* [What you need to do]: Transcribe each entry so that it matches the original exactly.

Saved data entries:

#[cfg(test)]
mod tests {
    use super::*;

    fn ctx(direction: ObjectiveDirection, optimum: f64) -> AcquisitionContext {
        AcquisitionContext {
            optimum,
            direction,
            exploration: 0.0,
            kappa: 2.0,
        }
    }

    #[test]
    fn dispatch_by_name() {
        for name in ["ei", "poi", "lcb"] {
            let af = acquisition_by_name(name).unwrap();
            assert_eq!(af.name(), name);
            let score = af.score(1.0, 0.5, &ctx(ObjectiveDirection::Minimize, 1.0));
            assert!(score.is_finite());
        }
    }

    #[test]
    fn unknown_name_fails() {
        let err = acquisition_by_name("gp-hedge").unwrap_err();
        assert!(matches!(
            err,
            TuneError::Strategy(StrategyError::UnknownAcquisitionFunction { ref name })
                if name == "gp-hedge"
        ));
        let config = BayesOptConfig::default();
        assert!(AcquisitionPolicy::from_name("multi-slow", &config).is_err());
    }

    #[test]
    fn normal_cdf_matches_known_values() {
        assert!((norm_cdf(0.0) - 0.5).abs() < 1e-7);
        assert!((norm_cdf(1.96) - 0.975).abs() < 1e-4);
        assert!((norm_cdf(-1.0) - 0.158_655_25).abs() < 1e-6);
        assert_eq!(norm_cdf(-9.0), 0.0);
        assert_eq!(norm_cdf(9.0), 1.0);
    }

    #[test]
    fn ei_prefers_lower_mean_when_minimizing() {
        let c = ctx(ObjectiveDirection::Minimize, 5.0);
        let ei = AcquisitionFunction::ExpectedImprovement;
        let good = ei.score(3.0, 1.0, &c);
        let bad = ei.score(7.0, 1.0, &c);
        assert!(ObjectiveDirection::Minimize.is_better_than(good, bad));
        assert!(good <= 0.0 && bad <= 0.0);
    }

    #[test]
    fn ei_prefers_higher_mean_when_maximizing() {
        let c = ctx(ObjectiveDirection::Maximize, 5.0);
        let ei = AcquisitionFunction::ExpectedImprovement;
        let good = ei.score(7.0, 1.0, &c);
        let bad = ei.score(3.0, 1.0, &c);
        assert!(ObjectiveDirection::Maximize.is_better_than(good, bad));
    }

    #[test]
    fn ei_rewards_uncertainty_at_the_optimum() {
        let c = ctx(ObjectiveDirection::Minimize, 5.0);
        let ei = AcquisitionFunction::ExpectedImprovement;
        let certain = ei.score(5.0, 0.0, &c);
        let uncertain = ei.score(5.0, 2.0, &c);
        assert_eq!(certain, 0.0);
        assert!(ObjectiveDirection::Minimize.is_better_than(uncertain, certain));
    }

    #[test]
    fn poi_is_a_probability() {
        let poi = AcquisitionFunction::ProbabilityOfImprovement;
        for direction in [ObjectiveDirection::Minimize, ObjectiveDirection::Maximize] {
            let c = ctx(direction, 1.0);
            for (mean, std) in [(0.0, 1.0), (2.0, 0.5), (1.0, 0.0), (0.5, 0.0)] {
                let p = poi.score(mean, std, &c).abs();
                assert!((0.0..=1.0).contains(&p));
            }
        }
        let c = ctx(ObjectiveDirection::Minimize, 1.0);
        assert_eq!(poi.score(0.5, 0.0, &c), -1.0);
    }

    #[test]
    fn exploration_margin_lowers_improvement() {
        let poi = AcquisitionFunction::ProbabilityOfImprovement;
        let plain = ctx(ObjectiveDirection::Minimize, 5.0);
        let cautious = AcquisitionContext {
            exploration: 1.0,
            ..plain
        };
        // Less likely to beat a stricter target.
        assert!(poi.score(4.5, 1.0, &cautious) > poi.score(4.5, 1.0, &plain));
    }

    #[test]
    fn lcb_bounds_follow_direction() {
        let lcb = AcquisitionFunction::LowerConfidenceBound;
        assert_eq!(lcb.score(3.0, 1.0, &ctx(ObjectiveDirection::Minimize, 0.0)), 1.0);
        assert_eq!(lcb.score(3.0, 1.0, &ctx(ObjectiveDirection::Maximize, 0.0)), 5.0);
    }

    #[test]
    fn select_best_breaks_ties_by_order() {
        let scores = [2.0, 1.0, 1.0, f64::NAN, 3.0];
        let none = [false; 5];
        assert_eq!(select_best(&scores, ObjectiveDirection::Minimize, &none), Some(1));
        let taken = [false, true, false, false, false];
        assert_eq!(select_best(&scores, ObjectiveDirection::Minimize, &taken), Some(2));
        assert_eq!(select_best(&scores, ObjectiveDirection::Maximize, &none), Some(4));
        assert_eq!(select_best(&[], ObjectiveDirection::Maximize, &[]), None);
    }

    #[test]
    fn score_all_matches_pointwise() {
        let prediction = Prediction {
            means: vec![1.0, 2.0],
            stds: vec![0.5, 0.1],
            contextual_stds: vec![0.5, 0.1],
        };
        let c = ctx(ObjectiveDirection::Minimize, 1.5);
        for af in AcquisitionFunction::ALL {
            let all = af.score_all(&prediction, &c);
            assert_eq!(all[0], af.score(1.0, 0.5, &c));
            assert_eq!(all[1], af.score(2.0, 0.1, &c));
        }
    }

    #[test]
    fn policy_names_round_trip() {
        let config = BayesOptConfig::default();
        for name in ["ei", "poi", "lcb", "multi", "multi-fast"] {
            assert_eq!(AcquisitionPolicy::from_name(name, &config).unwrap().name(), name);
        }
    }

    #[test]
    fn multi_fast_uses_configured_portfolio() {
        let mut config = BayesOptConfig::default();
        config.multi_af_names = vec!["lcb".into(), "ei".into()];
        match AcquisitionPolicy::from_name("multi-fast", &config).unwrap() {
            AcquisitionPolicy::Multi(multi) => {
                assert_eq!(
                    multi.portfolio(),
                    &[
                        AcquisitionFunction::LowerConfidenceBound,
                        AcquisitionFunction::ExpectedImprovement,
                    ]
                );
                assert_eq!(multi.schedule(), MultiSchedule::RoundRobin);
            }
            other => panic!("expected multi policy, got {other:?}"),
        }
        config.multi_af_names = vec!["ei".into(), "bogus".into()];
        assert!(AcquisitionPolicy::from_name("multi", &config).is_err());
    }

    #[test]
    fn discounted_credit_rotates_after_stalls() {
        let mut multi = MultiPolicy::new(
            AcquisitionFunction::ALL.to_vec(),
            MultiSchedule::Discounted,
            0.65,
        );
        assert_eq!(multi.select_by_credit(), AcquisitionFunction::ExpectedImprovement);
        multi.reward(true);
        assert_eq!(multi.select_by_credit(), AcquisitionFunction::ExpectedImprovement);
        multi.reward(false);
        assert_eq!(multi.select_by_credit(), AcquisitionFunction::ProbabilityOfImprovement);
        multi.reward(false);
        assert_eq!(multi.select_by_credit(), AcquisitionFunction::LowerConfidenceBound);
        multi.reward(false);
        // All stalled once: first member leads again.
        assert_eq!(multi.select_by_credit(), AcquisitionFunction::ExpectedImprovement);
    }
}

* [Exercise answer]:
#[cfg(test)]
mod tests {
    use super::*;

    fn ctx(direction: ObjectiveDirection, optimum: f64) -> AcquisitionContext {
        AcquisitionContext {
            optimum,
            direction,
            exploration: 0.0,
            kappa: 2.0,
        }
    }

    #[test]
    fn dispatch_by_name() {
        for name in ["ei", "poi", "lcb"] {
            let af = acquisition_by_name(name).unwrap();
            assert_eq!(af.name(), name);
            let score = af.score(1.0, 0.5, &ctx(ObjectiveDirection::Minimize, 1.0));
            assert!(score.is_finite());
        }
    }

    #[test]
    fn unknown_name_fails() {
        let err = acquisition_by_name("gp-hedge").unwrap_err();
        assert!(matches!(
            err,
            TuneError::Strategy(StrategyError::UnknownAcquisitionFunction { ref name })
                if name == "gp-hedge"
        ));
        let config = BayesOptConfig::default();
        assert!(AcquisitionPolicy::from_name("multi-slow", &config).is_err());
    }

    #[test]
    fn normal_cdf_matches_known_values() {
        assert!((norm_cdf(0.0) - 0.5).abs() < 1e-7);
        assert!((norm_cdf(1.96) - 0.975).abs() < 1e-4);
        assert!((norm_cdf(-1.0) - 0.158_655_25).abs() < 1e-6);
        assert_eq!(norm_cdf(-9.0), 0.0);
        assert_eq!(norm_cdf(9.0), 1.0);
    }

    #[test]
    fn ei_prefers_lower_mean_when_minimizing() {
        let c = ctx(ObjectiveDirection::Minimize, 5.0);
        let ei = AcquisitionFunction::ExpectedImprovement;
        let good = ei.score(3.0, 1.0, &c);
        let bad = ei.score(7.0, 1.0, &c);
        assert!(ObjectiveDirection::Minimize.is_better_than(good, bad));
        assert!(good <= 0.0 && bad <= 0.0);
    }

    #[test]
    fn ei_prefers_higher_mean_when_maximizing() {
        let c = ctx(ObjectiveDirection::Maximize, 5.0);
        let ei = AcquisitionFunction::ExpectedImprovement;
        let good = ei.score(7.0, 1.0, &c);
        let bad = ei.score(3.0, 1.0, &c);
        assert!(ObjectiveDirection::Maximize.is_better_than(good, bad));
    }

    #[test]
    fn ei_rewards_uncertainty_at_the_optimum() {
        let c = ctx(ObjectiveDirection::Minimize, 5.0);
        let ei = AcquisitionFunction::ExpectedImprovement;
        let certain = ei.score(5.0, 0.0, &c);
        let uncertain = ei.score(5.0, 2.0, &c);
        assert_eq!(certain, 0.0);
        assert!(ObjectiveDirection::Minimize.is_better_than(uncertain, certain));
    }

    #[test]
    fn poi_is_a_probability() {
        let poi = AcquisitionFunction::ProbabilityOfImprovement;
        for direction in [ObjectiveDirection::Minimize, ObjectiveDirection::Maximize] {
            let c = ctx(direction, 1.0);
            for (mean, std) in [(0.0, 1.0), (2.0, 0.5), (1.0, 0.0), (0.5, 0.0)] {
                let p = poi.score(mean, std, &c).abs();
                assert!((0.0..=1.0).contains(&p));
            }
        }
        let c = ctx(ObjectiveDirection::Minimize, 1.0);
        assert_eq!(poi.score(0.5, 0.0, &c), -1.0);
    }

    #[test]
    fn exploration_margin_lowers_improvement() {
        let poi = AcquisitionFunction::ProbabilityOfImprovement;
        let plain = ctx(ObjectiveDirection::Minimize, 5.0);
        let cautious = AcquisitionContext {
            exploration: 1.0,
            ..plain
        };
        // Less likely to beat a stricter target.
        assert!(poi.score(4.5, 1.0, &cautious) > poi.score(4.5, 1.0, &plain));
    }

    #[test]
    fn lcb_bounds_follow_direction() {
        let lcb = AcquisitionFunction::LowerConfidenceBound;
        assert_eq!(lcb.score(3.0, 1.0, &ctx(ObjectiveDirection::Minimize, 0.0)), 1.0);
        assert_eq!(lcb.score(3.0, 1.0, &ctx(ObjectiveDirection::Maximize, 0.0)), 5.0);
    }

    #[test]
    fn select_best_breaks_ties_by_order() {
        let scores = [2.0, 1.0, 1.0, f64::NAN, 3.0];
        let none = [false; 5];
        assert_eq!(select_best(&scores, ObjectiveDirection::Minimize, &none), Some(1));
        let taken = [false, true, false, false, false];
        assert_eq!(select_best(&scores, ObjectiveDirection::Minimize, &taken), Some(2));
        assert_eq!(select_best(&scores, ObjectiveDirection::Maximize, &none), Some(4));
        assert_eq!(select_best(&[], ObjectiveDirection::Maximize, &[]), None);
    }

    #[test]
    fn score_all_matches_pointwise() {
        let prediction = Prediction {
            means: vec![1.0, 2.0],
            stds: vec![0.5, 0.1],
            contextual_stds: vec![0.5, 0.1],
        };
        let c = ctx(ObjectiveDirection::Minimize, 1.5);
        for af in AcquisitionFunction::ALL {
            let all = af.score_all(&prediction, &c);
            assert_eq!(all[0], af.score(1.0, 0.5, &c));
            assert_eq!(all[1], af.score(2.0, 0.1, &c));
        }
    }

    #[test]
    fn policy_names_round_trip() {
        let config = BayesOptConfig::default();
        for name in ["ei", "poi", "lcb", "multi", "multi-fast"] {
            assert_eq!(AcquisitionPolicy::from_name(name, &config).unwrap().name(), name);
        }
    }

    #[test]
    fn multi_fast_uses_configured_portfolio() {
        let mut config = BayesOptConfig::default();
        config.multi_af_names = vec!["lcb".into(), "ei".into()];
        match AcquisitionPolicy::from_name("multi-fast", &config).unwrap() {
            AcquisitionPolicy::Multi(multi) => {
                assert_eq!(
                    multi.portfolio(),
                    &[
                        AcquisitionFunction::LowerConfidenceBound,
                        AcquisitionFunction::ExpectedImprovement,
                    ]
                );
                assert_eq!(multi.schedule(), MultiSchedule::RoundRobin);
            }
            other => panic!("expected multi policy, got {other:?}"),
        }
        config.multi_af_names = vec!["ei".into(), "bogus".into()];
        assert!(AcquisitionPolicy::from_name("multi", &config).is_err());
    }

    #[test]
    fn discounted_credit_rotates_after_stalls() {
        let mut multi = MultiPolicy::new(
            AcquisitionFunction::ALL.to_vec(),
            MultiSchedule::Discounted,
            0.65,
        );
        assert_eq!(multi.select_by_credit(), AcquisitionFunction::ExpectedImprovement);
        multi.reward(true);
        assert_eq!(multi.select_by_credit(), AcquisitionFunction::ExpectedImprovement);
        multi.reward(false);
        assert_eq!(multi.select_by_credit(), AcquisitionFunction::ProbabilityOfImprovement);
        multi.reward(false);
        assert_eq!(multi.select_by_credit(), AcquisitionFunction::LowerConfidenceBound);
        multi.reward(false);
        // All stalled once: first member leads again.
        assert_eq!(multi.select_by_credit(), AcquisitionFunction::ExpectedImprovement);
    }
}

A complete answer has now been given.